Data listing: Begin

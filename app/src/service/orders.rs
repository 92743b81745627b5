use std::collections::{HashMap, HashSet};

use chrono::{DateTime, NaiveDate, Utc};
use sea_orm::{
    ActiveModelTrait, ColumnTrait, DatabaseConnection, EntityTrait, IntoActiveModel, LoaderTrait,
    QueryFilter, QueryOrder, Set, TransactionTrait,
};
use serde::{Deserialize, Serialize};
use validator::Validate;

use crate::{
    auth::Identity,
    common::{ApiError, ApiResult},
    entity::{order, order_item, part, user},
    service::non_blank,
    sms::SmsClient,
};

/// Largest quantity a single order line may carry.
pub const MAX_LINE_QTY: i32 = 10_000;

#[derive(Debug, Clone, Deserialize, Validate)]
#[serde(deny_unknown_fields)]
pub struct OrderItemInput {
    #[validate(length(min = 1, message = "Order item name is required"))]
    pub name: String,
    #[serde(deserialize_with = "crate::serde::deserialize_number")]
    #[validate(range(min = 1, max = MAX_LINE_QTY, message = "Quantity must be between 1 and 10000"))]
    pub qty: i32,
    #[serde(deserialize_with = "crate::serde::deserialize_number")]
    #[validate(range(min = 0.0, message = "price must not be negative"))]
    pub price: f64,
    /// The part the line was bought from, kept for display only.
    #[serde(default, deserialize_with = "crate::serde::deserialize_optional_number")]
    pub product: Option<i32>,
}

#[derive(Debug, Clone, Default, Deserialize, Validate)]
#[serde(rename_all = "camelCase", deny_unknown_fields)]
pub struct CreateOrderInput {
    #[serde(default)]
    #[validate(nested)]
    pub order_items: Vec<OrderItemInput>,
    #[serde(default)]
    pub shipping_address: serde_json::Value,
    pub payment_method: Option<String>,
    pub phone: Option<String>,
    #[serde(default, deserialize_with = "crate::serde::deserialize_optional_date")]
    pub collection_date: Option<NaiveDate>,
}

#[derive(Debug, Clone, Serialize)]
pub struct Buyer {
    pub id: i32,
    pub name: Option<String>,
    pub email: Option<String>,
}

#[derive(Debug, Clone, Serialize)]
#[serde(rename_all = "camelCase")]
pub struct ProductSummary {
    pub id: i32,
    pub name: String,
    pub image: Option<String>,
    pub price: f64,
    pub shop_id: i32,
}

impl From<&part::Model> for ProductSummary {
    fn from(part: &part::Model) -> Self {
        ProductSummary {
            id: part.id,
            name: part.name.clone(),
            image: part.images.0.first().cloned(),
            price: part.price,
            shop_id: part.shop_id,
        }
    }
}

#[derive(Debug, Clone, Serialize)]
#[serde(rename_all = "camelCase")]
pub struct OrderItemView {
    pub name: String,
    pub qty: i32,
    /// Price at checkout; later catalog changes never touch it.
    pub price: f64,
    pub product_id: Option<i32>,
    /// `null` when the part has since been removed.
    pub product: Option<ProductSummary>,
}

#[derive(Debug, Clone, Serialize)]
#[serde(rename_all = "camelCase")]
pub struct OrderView {
    pub id: i32,
    pub user: Buyer,
    pub order_items: Vec<OrderItemView>,
    pub shipping_address: serde_json::Value,
    pub payment_method: Option<String>,
    pub phone: Option<String>,
    pub collection_date: Option<NaiveDate>,
    pub total_price: f64,
    pub is_paid: bool,
    pub paid_at: Option<DateTime<Utc>>,
    pub is_delivered: bool,
    pub delivered_at: Option<DateTime<Utc>>,
    pub sms_sent_at: Option<DateTime<Utc>>,
    pub sms_error: Option<String>,
    pub created_at: DateTime<Utc>,
    pub updated_at: DateTime<Utc>,
}

fn total_price(items: &[order_item::Model]) -> f64 {
    items.iter().map(|i| f64::from(i.qty) * i.price).sum()
}

fn confirmation_text(order: &order::Model, items: &[order_item::Model]) -> String {
    let quantity: i64 = items.iter().map(|i| i64::from(i.qty)).sum();
    let mut text = format!(
        "Order #{} confirmed: {} item(s), total {:.2}",
        order.id,
        quantity,
        total_price(items)
    );
    if let Some(date) = order.collection_date {
        text.push_str(&format!(", collect on {}", date.format("%Y-%m-%d")));
    }
    if let Some(method) = &order.payment_method {
        text.push_str(&format!(", payment: {method}"));
    }
    text.push('.');
    text
}

/// Loads line items, purchasers and still-existing parts for a batch of orders.
async fn views(db: &DatabaseConnection, orders: Vec<order::Model>) -> ApiResult<Vec<OrderView>> {
    if orders.is_empty() {
        return Ok(Vec::new());
    }

    let items_by_order = orders
        .load_many(
            order_item::Entity::find().order_by_asc(order_item::Column::Id),
            db,
        )
        .await?;
    let buyers = orders.load_one(user::Entity, db).await?;

    let part_ids: HashSet<i32> = items_by_order
        .iter()
        .flatten()
        .filter_map(|i| i.product_id)
        .collect();
    let parts: HashMap<i32, part::Model> = if part_ids.is_empty() {
        HashMap::new()
    } else {
        part::Entity::find()
            .filter(part::Column::Id.is_in(part_ids))
            .all(db)
            .await?
            .into_iter()
            .map(|p| (p.id, p))
            .collect()
    };

    Ok(orders
        .into_iter()
        .zip(items_by_order)
        .zip(buyers)
        .map(|((order, items), buyer)| {
            OrderView {
                id: order.id,
                user: Buyer {
                    id: order.user_id,
                    name: buyer.as_ref().map(|u| u.name.clone()),
                    email: buyer.map(|u| u.email),
                },
                total_price: total_price(&items),
                order_items: items
                    .into_iter()
                    .map(|item| OrderItemView {
                        product: item
                            .product_id
                            .and_then(|id| parts.get(&id))
                            .map(ProductSummary::from),
                        name: item.name,
                        qty: item.qty,
                        price: item.price,
                        product_id: item.product_id,
                    })
                    .collect(),
                shipping_address: order.shipping_address,
                payment_method: order.payment_method,
                phone: order.phone,
                collection_date: order.collection_date,
                is_paid: order.is_paid,
                paid_at: order.paid_at,
                is_delivered: order.is_delivered,
                delivered_at: order.delivered_at,
                sms_sent_at: order.sms_sent_at,
                sms_error: order.sms_error,
                created_at: order.created_at,
                updated_at: order.updated_at,
            }
        })
        .collect())
}

async fn view(db: &DatabaseConnection, order: order::Model) -> ApiResult<OrderView> {
    views(db, vec![order])
        .await?
        .pop()
        .ok_or_else(|| ApiError::not_found("Order"))
}

async fn find_order(db: &DatabaseConnection, id: i32) -> ApiResult<order::Model> {
    order::Entity::find_by_id(id)
        .one(db)
        .await?
        .ok_or_else(|| ApiError::not_found("Order"))
}

/// Records the order with its line-item snapshot, then tries to text the buyer.
/// A failed text is written onto the order and never undoes it.
pub async fn create_order(
    db: &DatabaseConnection,
    sms: &SmsClient,
    actor: &Identity,
    input: CreateOrderInput,
) -> ApiResult<OrderView> {
    if input.order_items.is_empty() {
        return Err(ApiError::validation("No order items"));
    }

    let now = Utc::now();
    let txn = db.begin().await?;

    let order = order::ActiveModel {
        user_id: Set(actor.id),
        shipping_address: Set(match input.shipping_address {
            serde_json::Value::Null => serde_json::json!({}),
            address => address,
        }),
        payment_method: Set(non_blank(input.payment_method)),
        phone: Set(non_blank(input.phone)),
        collection_date: Set(input.collection_date),
        is_paid: Set(false),
        paid_at: Set(None),
        is_delivered: Set(false),
        delivered_at: Set(None),
        sms_sent_at: Set(None),
        sms_error: Set(None),
        created_at: Set(now),
        updated_at: Set(now),
        ..Default::default()
    }
    .insert(&txn)
    .await?;

    let mut items = Vec::with_capacity(input.order_items.len());
    for item in input.order_items {
        let item = order_item::ActiveModel {
            order_id: Set(order.id),
            name: Set(item.name.trim().to_string()),
            qty: Set(item.qty),
            price: Set(item.price),
            product_id: Set(item.product),
            ..Default::default()
        }
        .insert(&txn)
        .await?;
        items.push(item);
    }

    txn.commit().await?;

    tracing::info!(order = order.id, user = actor.id, items = items.len(), "order placed");

    let text = confirmation_text(&order, &items);
    let destination = order.phone.clone().unwrap_or_default();

    let mut active = order.into_active_model();
    match sms.send(&destination, &text).await {
        Ok(receipt) => {
            tracing::info!(to = %receipt.to, "order confirmation sent");
            active.sms_sent_at = Set(Some(Utc::now()));
        }
        Err(err) => {
            tracing::warn!(error = %err, "order confirmation not sent");
            active.sms_error = Set(Some(err.to_string()));
        }
    }
    let order = active.update(db).await?;

    view(db, order).await
}

pub async fn get_order(db: &DatabaseConnection, actor: &Identity, id: i32) -> ApiResult<OrderView> {
    let order = find_order(db, id).await?;
    actor.require_owner_or_admin(order.user_id)?;

    view(db, order).await
}

/// Marks the order paid. Paying twice keeps the first timestamp.
pub async fn pay_order(db: &DatabaseConnection, actor: &Identity, id: i32) -> ApiResult<OrderView> {
    let order = find_order(db, id).await?;
    actor.require_owner_or_admin(order.user_id)?;

    let order = if order.is_paid {
        order
    } else {
        let now = Utc::now();
        let mut active = order.into_active_model();
        active.is_paid = Set(true);
        active.paid_at = Set(Some(now));
        active.updated_at = Set(now);
        active.update(db).await?
    };

    view(db, order).await
}

pub async fn my_orders(db: &DatabaseConnection, actor: &Identity) -> ApiResult<Vec<OrderView>> {
    let orders = order::Entity::find()
        .filter(order::Column::UserId.eq(actor.id))
        .order_by_desc(order::Column::CreatedAt)
        .order_by_desc(order::Column::Id)
        .all(db)
        .await?;

    views(db, orders).await
}

pub async fn deliver_order(
    db: &DatabaseConnection,
    actor: &Identity,
    id: i32,
) -> ApiResult<OrderView> {
    actor.require_admin()?;

    let order = find_order(db, id).await?;
    let order = if order.is_delivered {
        order
    } else {
        let now = Utc::now();
        let mut active = order.into_active_model();
        active.is_delivered = Set(true);
        active.delivered_at = Set(Some(now));
        active.updated_at = Set(now);
        active.update(db).await?
    };

    tracing::info!(order = id, "order delivered");

    view(db, order).await
}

Data listing: End

What is being asked: Using the material, count the lines where the word "views" appears. Give the number by itself.

Response to this task: 3